1. Prepare the onion, mushrooms, spinach and bread.
2. Heat a non-stick pan over medium heat. Lightly coat the pan with buttery cooking spray, cook the beef crumbles for three minutes, and then put them in a large mixing bowl.
3. Increase the heat in the pan to medium-high. Lightly coat again with buttery cooking spray. Add the onions and cook for 5-7 minutes, until tender. Pour them into the bowl with the beef crumbles.
4. Lightly coat the pan again and add the mushrooms. Stir for 2-3 minutes, cooking until tender. Then add the spinach and cook for 30-45 seconds, until wilted. Add the mushrooms and spinach to the bowl.
5. Mix the breadcrumbs into the bowl and toss to combine. Pour them all into a greased 13x9 pan.
6. In another large bowl, whisk together the egg whites, whole eggs, half and half, No Salt and pepper.
7. Beat in the mascarpone cheese just until blended and pour it over the bread.

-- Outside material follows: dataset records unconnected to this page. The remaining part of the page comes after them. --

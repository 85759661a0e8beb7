//! HTTP client for a Traccar-compatible tracking server, with synthetic
//! fallback so a dashboard always has something to render.

use std::sync::Arc;
use std::time::Duration;

use reqwest::Client;
use serde::de::DeserializeOwned;
use serde::Deserialize;
use tracing::{debug, warn};

use crate::errors::TrackerError;
use crate::models::{Device, Position};
use crate::simulation;
use crate::store::{ConfigStore, ServerConfig};

/// What to serve when the remote fetch is unusable.
#[derive(Debug, Clone, Copy, PartialEq, Eq, Deserialize, Default)]
#[serde(rename_all = "kebab-case")]
pub enum FallbackPolicy {
    /// Serve synthetic data for every failure class, and when no server is
    /// configured. The caller never sees an error.
    #[default]
    Always,
    /// Propagate every failure; an unconfigured server is an error too.
    Never,
    /// Serve synthetic data only for transport-level failures (connect,
    /// timeout); anything the server itself answered propagates.
    OnNetworkError,
}

/// Client for the device and position endpoints.
///
/// Every call re-reads the injected [`ConfigStore`], so a configuration
/// saved mid-run takes effect on the next fetch without a restart.
pub struct TrackerClient {
    http: Client,
    store: Arc<dyn ConfigStore>,
    fallback: FallbackPolicy,
    simulated_latency: Duration,
}

impl TrackerClient {
    /// Current device list: remote when a server is usable, synthetic
    /// otherwise.
    pub async fn devices(&self) -> Result<Vec<Device>, TrackerError> {
        self.fetch("devices", simulation::devices).await
    }

    /// Latest position per device: remote when a server is usable,
    /// synthetic otherwise.
    pub async fn positions(&self) -> Result<Vec<Position>, TrackerError> {
        self.fetch("positions", simulation::positions).await
    }

    /// Whether a server record with a non-empty URL is currently stored.
    ///
    /// Fetch results do not carry a real-versus-synthetic marker; this
    /// separate check is the only way a consumer can tell the two apart.
    pub fn is_configured(&self) -> bool {
        self.store
            .load()
            .map(|c| c.is_configured())
            .unwrap_or(false)
    }

    async fn fetch<T>(
        &self,
        endpoint: &str,
        simulate: fn() -> Vec<T>,
    ) -> Result<Vec<T>, TrackerError>
    where
        T: DeserializeOwned,
    {
        let server = match self.store.load().filter(ServerConfig::is_configured) {
            Some(server) => server,
            None => {
                if self.fallback == FallbackPolicy::Never {
                    return Err(TrackerError::NotConfigured);
                }
                debug!("No tracking server configured, serving synthetic {}", endpoint);
                tokio::time::sleep(self.simulated_latency).await;
                return Ok(simulate());
            }
        };

        match self.fetch_remote(&server, endpoint).await {
            Ok(items) => Ok(items),
            Err(e) => {
                warn!("Fetching {} from {} failed: {}", endpoint, server.url, e);
                match self.fallback {
                    FallbackPolicy::Always => Ok(simulate()),
                    FallbackPolicy::OnNetworkError if e.is_network() => Ok(simulate()),
                    _ => Err(e),
                }
            }
        }
    }

    async fn fetch_remote<T>(
        &self,
        server: &ServerConfig,
        endpoint: &str,
    ) -> Result<Vec<T>, TrackerError>
    where
        T: DeserializeOwned,
    {
        let url = format!("{}/api/{}", server.url.trim_end_matches('/'), endpoint);
        let response = self
            .http
            .get(&url)
            .basic_auth(&server.username, Some(&server.password))
            .send()
            .await?;

        let status = response.status();
        if !status.is_success() {
            return Err(TrackerError::UnexpectedStatus {
                status: status.as_u16(),
            });
        }

        Ok(response.json().await?)
    }
}

/// Builder for TrackerClient with simplified configuration
pub struct TrackerClientBuilder {
    store: Arc<dyn ConfigStore>,
    fallback: Option<FallbackPolicy>,
    simulated_latency: Option<Duration>,
}

impl TrackerClientBuilder {
    pub fn new(store: Arc<dyn ConfigStore>) -> Self {
        Self {
            store,
            fallback: None,
            simulated_latency: None,
        }
    }

    pub fn fallback(mut self, policy: FallbackPolicy) -> Self {
        self.fallback = Some(policy);
        self
    }

    pub fn simulated_latency(mut self, latency: Duration) -> Self {
        self.simulated_latency = Some(latency);
        self
    }

    pub fn build(self) -> Result<TrackerClient, TrackerError> {
        let http = Client::builder().build()?;

        Ok(TrackerClient {
            http,
            store: self.store,
            fallback: self.fallback.unwrap_or_default(),
            simulated_latency: self
                .simulated_latency
                .unwrap_or(simulation::SIMULATED_LATENCY),
        })
    }
}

8. Sprinkle the mozzarella cheese over the top. Then the feta and the Asiago. Spoon the apricot preserves over the top.
9. Cover and refrigerate for several hours or overnight.
10. Remove the strata from the refrigerator and let it warm up while you preheat oven to 350 degrees Fahrenheit.
11. Bake, uncovered for 40 to 50 minutes or until golden brown and a knife inserted into the center comes out clean. Let stand for 5-10 minutes before cutting.
Yield: 8 Servings
You can freeze individual portions for easy re-heating later.
Microwave on high for approximately 3 minutes. Keep the container open a little to allow steam to escape.